Zusammenfassend gilt: Wenn deine Menstruation deine Lebensqualität erheblich einschränkt (z. B. durch ständige Wäschewechsel, Schwäche, starke Schmerzen), oder wenn du dich unsicher fühlst, ist es sinnvoll, die Ursachen abklären zu lassen.

FAQ

Sind Blutklumpen in der Periode normal?

Ja. An den stärksten Tagen können sich einige Klümpchen bilden, da die Gebärmutter dann schnell viel Blut absondert. Solche Klumpen sind meist weich, dunkelrot und bis ca. 2–3 cm groß harmlos. Sie bestehen aus geronnenem Blut und Schleimhautresten. Unproblematisch sind sie, solange sie nur gelegentlich auftreten. Sollten die Klumpen jedoch ständig groß oder grau-gräulich sein, suche besser Rat.

Wie groß dürfen Blutklumpen sein?

Kleine bis mittelgroße Klumpen (bis etwa 2–3 cm) gelten allgemein als unbedenklich. Sie treten typischerweise bei starker Blutung oder nach längerem Liegen auf. Blutklumpen, die regelmäßig größer als eine Münze (ca. 25 mm) sind, sollte man nicht ignorieren. Dann ist eine Abklärung sinnvoll, denn dies weist auf eine sehr heftige Blutung hin.

Wann ist Gewebe in der Periode bedenklich?

Normales Gewebe: Meist handelt es sich um Gebärmutterschleimhaut, die du als dunkle oder bräunliche Gewebefetzchen sehen kannst. Das ist in der Regel harmlos. Bedenklich wird es, wenn das Material sehr groß, faserig oder untypisch gefärbt ist. Graue oder eitrige Klumpen deuten auf Infektionen hin. Insbesondere, wenn du schwanger sein könntest, können größere Gewebestücke auf eine Fehlgeburt hindeuten. In diesen Fällen suche bitte umgehend ärztliche Hilfe.

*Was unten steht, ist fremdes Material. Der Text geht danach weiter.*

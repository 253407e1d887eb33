//! Network definitions and the lumped reference simulator.

pub mod definition;
pub mod model;

pub use definition::NetworkDefinition;
pub use model::{LumpedNetwork, NetworkSnapshot};
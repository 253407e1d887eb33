//! Mapping between flat integer chromosomes and per-structure setting schedules.

use crate::error::{MpcError, Result};

/// Default number of setting levels above fully closed (0 → 0.0, 10 → 1.0).
pub const DEFAULT_GRID_MAX: u8 = 10;

/// Flat gene vector: all horizon steps of structure 1, then structure 2, …
pub type Chromosome = Vec<u8>;

/// Planned settings for one controlled structure.
#[derive(Debug, Clone, PartialEq)]
pub struct StructureSchedule {
    pub structure_id: String,
    /// One fraction in `[0, 1]` per planning step.
    pub settings: Vec<f64>,
}

/// Per-structure setting schedules of uniform length.
#[derive(Debug, Clone, PartialEq)]
pub struct ControlPolicy {
    schedules: Vec<StructureSchedule>,
    steps: usize,
}

impl ControlPolicy {
    /// Builds a policy, checking that schedules share one length and hold fractions.
    ///
    /// # Errors
    ///
    /// `MpcError::Validation` on ragged schedules or settings outside `[0, 1]`.
    pub fn new(schedules: Vec<StructureSchedule>) -> Result<Self> {
        let steps = schedules.first().map_or(0, |s| s.settings.len());
        if let Some(ragged) = schedules.iter().find(|s| s.settings.len() != steps) {
            return Err(MpcError::Validation(format!(
                "schedule for \"{}\" has {} steps, expected {steps}",
                ragged.structure_id,
                ragged.settings.len()
            )));
        }
        for s in &schedules {
            if let Some(bad) = s.settings.iter().find(|v| !(0.0..=1.0).contains(*v)) {
                return Err(MpcError::Validation(format!(
                    "setting {bad} for \"{}\" is outside [0, 1]",
                    s.structure_id
                )));
            }
        }
        Ok(Self { schedules, steps })
    }

    /// Number of planning steps.
    pub fn steps(&self) -> usize {
        self.steps
    }

    pub fn schedules(&self) -> &[StructureSchedule] {
        &self.schedules
    }

    /// Settings of every structure at `step`, in structure order.
    pub fn settings_at(&self, step: usize) -> Option<Vec<f64>> {
        if step >= self.steps {
            return None;
        }
        Some(self.schedules.iter().map(|s| s.settings[step]).collect())
    }

    /// The only part of a plan the receding-horizon loop commits.
    pub fn first_step(&self) -> Option<Vec<f64>> {
        self.settings_at(0)
    }
}

/// Stateless chromosome ⇄ policy transform on a fixed setting grid.
#[derive(Debug, Clone, Copy, PartialEq, Eq)]
pub struct PolicyEncoder {
    grid_max: u8,
}

impl Default for PolicyEncoder {
    fn default() -> Self {
        Self::new(DEFAULT_GRID_MAX)
    }
}

impl PolicyEncoder {
    /// # Panics
    ///
    /// Panics if `grid_max` is zero.
    pub fn new(grid_max: u8) -> Self {
        assert!(grid_max > 0, "grid_max must be > 0");
        Self { grid_max }
    }

    pub fn grid_max(&self) -> u8 {
        self.grid_max
    }

    /// Fraction represented by grid value `v`.
    pub fn fraction(&self, v: u8) -> f64 {
        f64::from(v) / f64::from(self.grid_max)
    }

    /// Nearest grid value for `fraction`.
    ///
    /// # Errors
    ///
    /// `MpcError::Validation` if `fraction` is not in `[0, 1]`.
    pub fn grid_value(&self, fraction: f64) -> Result<u8> {
        if !(0.0..=1.0).contains(&fraction) {
            return Err(MpcError::Validation(format!(
                "fraction {fraction} is outside [0, 1]"
            )));
        }
        Ok((fraction * f64::from(self.grid_max)).round() as u8)
    }

    /// Splits `chromosome` into one schedule per structure.
    ///
    /// # Errors
    ///
    /// `MpcError::Shape` unless `chromosome.len() == structure_ids.len() * horizon_steps`;
    /// `MpcError::Validation` if a gene exceeds the grid.
    pub fn decode(
        &self,
        chromosome: &[u8],
        structure_ids: &[String],
        horizon_steps: usize,
    ) -> Result<ControlPolicy> {
        let expected = structure_ids.len() * horizon_steps;
        if chromosome.len() != expected {
            return Err(MpcError::Shape {
                actual: chromosome.len(),
                expected,
                structures: structure_ids.len(),
                horizon_steps,
            });
        }
        if let Some(&bad) = chromosome.iter().find(|&&g| g > self.grid_max) {
            return Err(MpcError::Validation(format!(
                "gene {bad} exceeds grid maximum {}",
                self.grid_max
            )));
        }

        let schedules = structure_ids
            .iter()
            .enumerate()
            .map(|(i, id)| StructureSchedule {
                structure_id: id.clone(),
                settings: chromosome[i * horizon_steps..(i + 1) * horizon_steps]
                    .iter()
                    .map(|&g| self.fraction(g))
                    .collect(),
            })
            .collect();
        Ok(ControlPolicy {
            schedules,
            steps: horizon_steps,
        })
    }

    /// Flattens `policy` back into genes, rounding to the nearest grid value.
    pub fn encode(&self, policy: &ControlPolicy) -> Result<Chromosome> {
        policy
            .schedules
            .iter()
            .flat_map(|s| s.settings.iter())
            .map(|&f| self.grid_value(f))
            .collect()
    }
}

Welche Hausmittel helfen gegen starke Blutungen?

Wärme, leichte Bewegung und bestimmte Kräuter können unterstützend wirken. Lege eine Wärmflasche oder ein warmes Kirschkernkissen auf den Unterbauch, um Krämpfe zu lösen. Trinke regelmäßig beruhigende Tees wie Frauenmantel- oder Schafgarbentee, die traditionell bei starker Menstruation eingesetzt werden. Sanftes Yoga, Dehnübungen oder Spaziergänge verbessern die Durchblutung und senken Stress (was dem Zyklus zugutekommt). Achte außerdem auf eine eisenreiche Kost und ausreichend Flüssigkeit, um den Blutverlust besser zu kompensieren.